[Discuss] ARP monitor for OVS bridge over bonding

netdev.vger.kernel.org archive mirror
 help / color / mirror / Atom feed

* [Discuss] ARP monitor for OVS bridge over bonding
@ 2024-09-10 10:17 Hangbin Liu
  2024-09-12 16:36 ` Jay Vosburgh
  0 siblings, 1 reply; 4+ messages in thread
From: Hangbin Liu @ 2024-09-10 10:17 UTC (permalink / raw)
  To: netdev
  Cc: Jay Vosburgh, Andy Gospodarek, David S . Miller, Jakub Kicinski,
	Paolo Abeni, Eric Dumazet, Nikolay Aleksandrov, Simon Horman,
	Aaron Conole, Ilya Maximets, Adrian Moreno, Stanislas Faye

Hi all,

Recently, our customer got an issue with OVS bridge over bonding. e.g.

  eth0      eth1
   |         |
   -- bond0 --
        |
      br-ex (ovs-vsctl add-port br-ex bond0; ip addr add 192.168.1.1/24 dev br-ex)

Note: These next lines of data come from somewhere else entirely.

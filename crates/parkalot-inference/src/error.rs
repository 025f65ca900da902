use std::path::PathBuf;

use thiserror::Error;

#[derive(Debug, Error)]
pub enum InferenceError {
    #[error("failed to read image {path}: {source}")]
    ReadImage {
        path: PathBuf,
        #[source]
        source: std::io::Error,
    },

    /// Transport failure. The request URL is stripped; it carries the API key.
    #[error("HTTP error: {0}")]
    Http(reqwest::Error),

    #[error("unexpected HTTP status {status} from {url}")]
    UnexpectedStatus { status: u16, url: String },

    #[error("JSON deserialization error for {context}: {source}")]
    Deserialize {
        context: String,
        #[source]
        source: serde_json::Error,
    },

    #[error("invalid inference URL '{0}'")]
    InvalidUrl(String),

    #[error("inference timed out after {0}s")]
    Timeout(u64),
}

impl From<reqwest::Error> for InferenceError {
    fn from(e: reqwest::Error) -> Self {
        InferenceError::Http(e.without_url())
    }
}

#[derive(Debug, Error)]
pub enum LocateError {
    #[error("no image found for lot {lot_id} (tried {})", .tried.len())]
    NotFound { lot_id: String, tried: Vec<PathBuf> },

    #[error("lot id {lot_id:?} cannot name an image file")]
    InvalidId { lot_id: String },
}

Before sending arp message for bond slave detecting, the bond need to check
if the br-ex is in the same data path with bond0 via function
bond_verify_device_path(), which using netdev_for_each_upper_dev_rcu()
to check all upper devices. This works with normal bridge. But with ovs
bridge, the upper device is "ovs-system" instead of br-ex.

After talking with OVS developers. It turned out the real upper OVS topology
is looks like

              --------------------------------
              |                              |
  br-ex  -----+--      ovs-system            |
              |                              |
  br-int -----+--                            |
              |                              |
              |    bond0    eth2   veth42    |
              |      |       |       |       |
              |      |       |       |       |
              -------+-------+-------+--------
                     |       |       |
                  +--+--+  physical  |
                  |     |    link    |
                eth0  eth1          veth43

The br-ex is not upper link of bond0. ovs-system, instead, is the master
of bond0. This make us unable to make sure the br-ex and bond0 is in the
same datapath.

On the other hand, as Adrián Moreno said, the packets generated on br-ex
could be routed anywhere using OpenFlow rules (including eth2 in the
diagram). The same with normal bridge, with tc/netfilter rules, the packets
could also be routed to other interface instead of bond0.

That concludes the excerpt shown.